══ EXERCISE MATERIAL

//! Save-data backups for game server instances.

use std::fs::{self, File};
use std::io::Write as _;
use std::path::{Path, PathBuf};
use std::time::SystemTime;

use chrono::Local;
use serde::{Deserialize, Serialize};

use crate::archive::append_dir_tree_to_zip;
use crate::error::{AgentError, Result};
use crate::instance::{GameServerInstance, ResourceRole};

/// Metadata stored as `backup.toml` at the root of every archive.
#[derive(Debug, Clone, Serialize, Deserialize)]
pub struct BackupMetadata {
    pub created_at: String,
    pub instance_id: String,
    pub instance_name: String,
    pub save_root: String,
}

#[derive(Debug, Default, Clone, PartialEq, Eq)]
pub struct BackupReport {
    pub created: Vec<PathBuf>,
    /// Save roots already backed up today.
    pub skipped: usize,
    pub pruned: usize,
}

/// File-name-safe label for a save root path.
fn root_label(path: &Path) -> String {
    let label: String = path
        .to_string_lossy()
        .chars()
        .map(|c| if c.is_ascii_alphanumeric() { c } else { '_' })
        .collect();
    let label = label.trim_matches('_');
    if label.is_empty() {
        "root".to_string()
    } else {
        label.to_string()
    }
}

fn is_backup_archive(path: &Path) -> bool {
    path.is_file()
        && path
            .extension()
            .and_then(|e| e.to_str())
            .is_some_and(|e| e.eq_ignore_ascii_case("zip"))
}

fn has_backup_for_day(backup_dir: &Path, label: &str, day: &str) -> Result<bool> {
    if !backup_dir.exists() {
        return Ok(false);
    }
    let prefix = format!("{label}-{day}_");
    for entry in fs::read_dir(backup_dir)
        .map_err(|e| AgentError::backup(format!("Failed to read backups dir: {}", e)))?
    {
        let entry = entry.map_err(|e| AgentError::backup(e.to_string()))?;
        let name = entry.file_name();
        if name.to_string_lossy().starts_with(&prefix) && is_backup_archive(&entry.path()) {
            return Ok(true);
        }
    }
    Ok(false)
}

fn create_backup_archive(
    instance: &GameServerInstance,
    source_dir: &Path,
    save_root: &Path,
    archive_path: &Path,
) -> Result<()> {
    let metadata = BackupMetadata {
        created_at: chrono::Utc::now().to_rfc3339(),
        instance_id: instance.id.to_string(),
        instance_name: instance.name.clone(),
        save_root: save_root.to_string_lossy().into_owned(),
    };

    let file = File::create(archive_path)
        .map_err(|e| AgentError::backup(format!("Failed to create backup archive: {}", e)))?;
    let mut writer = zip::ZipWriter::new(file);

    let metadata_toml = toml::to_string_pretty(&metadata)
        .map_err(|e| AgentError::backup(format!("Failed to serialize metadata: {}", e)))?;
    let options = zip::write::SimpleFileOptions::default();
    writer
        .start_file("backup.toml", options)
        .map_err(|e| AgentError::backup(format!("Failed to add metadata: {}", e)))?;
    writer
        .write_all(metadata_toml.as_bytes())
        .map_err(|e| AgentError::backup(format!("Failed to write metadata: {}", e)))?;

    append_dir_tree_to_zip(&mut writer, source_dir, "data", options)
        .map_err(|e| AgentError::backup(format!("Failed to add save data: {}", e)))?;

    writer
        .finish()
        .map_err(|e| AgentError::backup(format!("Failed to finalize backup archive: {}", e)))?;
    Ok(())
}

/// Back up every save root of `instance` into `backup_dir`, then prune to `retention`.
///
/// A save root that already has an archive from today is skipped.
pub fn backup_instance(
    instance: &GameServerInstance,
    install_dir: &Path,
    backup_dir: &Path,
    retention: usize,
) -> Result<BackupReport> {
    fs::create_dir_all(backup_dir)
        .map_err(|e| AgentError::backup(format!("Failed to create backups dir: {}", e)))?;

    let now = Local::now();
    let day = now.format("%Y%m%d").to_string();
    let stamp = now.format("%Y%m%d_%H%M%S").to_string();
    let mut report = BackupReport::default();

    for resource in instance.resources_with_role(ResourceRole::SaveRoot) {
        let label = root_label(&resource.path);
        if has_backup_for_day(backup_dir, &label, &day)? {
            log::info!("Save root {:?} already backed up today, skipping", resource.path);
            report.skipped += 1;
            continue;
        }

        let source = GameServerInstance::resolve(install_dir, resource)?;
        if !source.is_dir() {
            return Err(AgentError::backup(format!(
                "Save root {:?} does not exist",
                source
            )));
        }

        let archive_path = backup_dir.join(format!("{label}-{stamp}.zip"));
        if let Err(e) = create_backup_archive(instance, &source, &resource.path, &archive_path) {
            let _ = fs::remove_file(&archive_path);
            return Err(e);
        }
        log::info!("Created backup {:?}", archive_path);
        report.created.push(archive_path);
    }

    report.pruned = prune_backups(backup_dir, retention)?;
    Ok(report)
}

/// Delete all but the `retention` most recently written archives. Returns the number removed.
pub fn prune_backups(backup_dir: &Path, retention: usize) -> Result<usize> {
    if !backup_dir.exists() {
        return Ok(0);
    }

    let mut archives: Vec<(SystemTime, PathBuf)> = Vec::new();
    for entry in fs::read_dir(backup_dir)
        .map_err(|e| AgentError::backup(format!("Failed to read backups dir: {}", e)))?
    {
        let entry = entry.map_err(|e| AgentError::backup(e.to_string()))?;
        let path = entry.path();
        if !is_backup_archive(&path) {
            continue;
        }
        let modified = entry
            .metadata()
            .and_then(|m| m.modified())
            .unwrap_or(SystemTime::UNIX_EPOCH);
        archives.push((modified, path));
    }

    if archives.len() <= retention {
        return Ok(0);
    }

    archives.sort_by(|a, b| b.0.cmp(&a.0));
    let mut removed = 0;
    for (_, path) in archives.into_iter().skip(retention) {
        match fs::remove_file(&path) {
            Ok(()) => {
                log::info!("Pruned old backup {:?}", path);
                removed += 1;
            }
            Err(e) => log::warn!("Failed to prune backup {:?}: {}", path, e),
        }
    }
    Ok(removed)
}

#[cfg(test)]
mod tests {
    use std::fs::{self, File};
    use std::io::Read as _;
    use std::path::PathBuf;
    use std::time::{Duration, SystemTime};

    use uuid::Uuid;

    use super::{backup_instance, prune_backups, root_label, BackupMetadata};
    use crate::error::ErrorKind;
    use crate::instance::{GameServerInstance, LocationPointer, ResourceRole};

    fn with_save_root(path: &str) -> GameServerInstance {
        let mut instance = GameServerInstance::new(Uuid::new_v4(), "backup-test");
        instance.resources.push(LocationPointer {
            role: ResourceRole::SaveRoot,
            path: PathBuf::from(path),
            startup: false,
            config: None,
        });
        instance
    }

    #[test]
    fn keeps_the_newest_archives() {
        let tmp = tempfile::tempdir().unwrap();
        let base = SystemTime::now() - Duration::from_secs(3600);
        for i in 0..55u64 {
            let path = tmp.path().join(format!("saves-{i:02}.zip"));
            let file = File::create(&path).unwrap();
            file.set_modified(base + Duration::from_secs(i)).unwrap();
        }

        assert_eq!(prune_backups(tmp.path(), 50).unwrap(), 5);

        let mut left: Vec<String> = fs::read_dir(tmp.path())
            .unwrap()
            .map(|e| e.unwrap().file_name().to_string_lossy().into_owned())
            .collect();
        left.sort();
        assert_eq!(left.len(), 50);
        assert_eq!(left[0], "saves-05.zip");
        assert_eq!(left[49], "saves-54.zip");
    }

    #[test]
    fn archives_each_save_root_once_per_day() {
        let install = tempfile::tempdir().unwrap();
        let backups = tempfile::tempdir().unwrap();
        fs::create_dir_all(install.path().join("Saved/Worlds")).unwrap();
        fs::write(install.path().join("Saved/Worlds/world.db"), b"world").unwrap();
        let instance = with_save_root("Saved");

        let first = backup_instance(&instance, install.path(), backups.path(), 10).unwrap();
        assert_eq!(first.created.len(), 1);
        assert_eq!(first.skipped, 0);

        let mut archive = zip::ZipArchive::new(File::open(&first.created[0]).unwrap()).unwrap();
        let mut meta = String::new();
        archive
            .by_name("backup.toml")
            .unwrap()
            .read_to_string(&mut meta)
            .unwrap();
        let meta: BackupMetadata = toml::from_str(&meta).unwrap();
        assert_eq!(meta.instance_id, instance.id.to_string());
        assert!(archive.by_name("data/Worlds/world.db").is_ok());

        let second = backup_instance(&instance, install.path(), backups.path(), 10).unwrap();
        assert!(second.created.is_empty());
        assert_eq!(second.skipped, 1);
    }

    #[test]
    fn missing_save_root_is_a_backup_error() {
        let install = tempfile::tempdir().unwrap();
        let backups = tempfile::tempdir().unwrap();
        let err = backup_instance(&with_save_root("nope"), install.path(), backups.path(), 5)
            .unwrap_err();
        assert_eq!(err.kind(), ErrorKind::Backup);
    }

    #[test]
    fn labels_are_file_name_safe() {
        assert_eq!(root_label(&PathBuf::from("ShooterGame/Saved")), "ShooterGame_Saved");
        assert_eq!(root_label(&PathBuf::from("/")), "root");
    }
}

════

# EXERCISE:
Could you transcribe the entries above word for word, from the line with "archives.sort_by(|a, b| b.0.cmp(&a.0));" down to the line with "removed += 1;", keeping both?

# TASK OUTPUT:
    archives.sort_by(|a, b| b.0.cmp(&a.0));
    let mut removed = 0;
    for (_, path) in archives.into_iter().skip(retention) {
        match fs::remove_file(&path) {
            Ok(()) => {
                log::info!("Pruned old backup {:?}", path);
                removed += 1;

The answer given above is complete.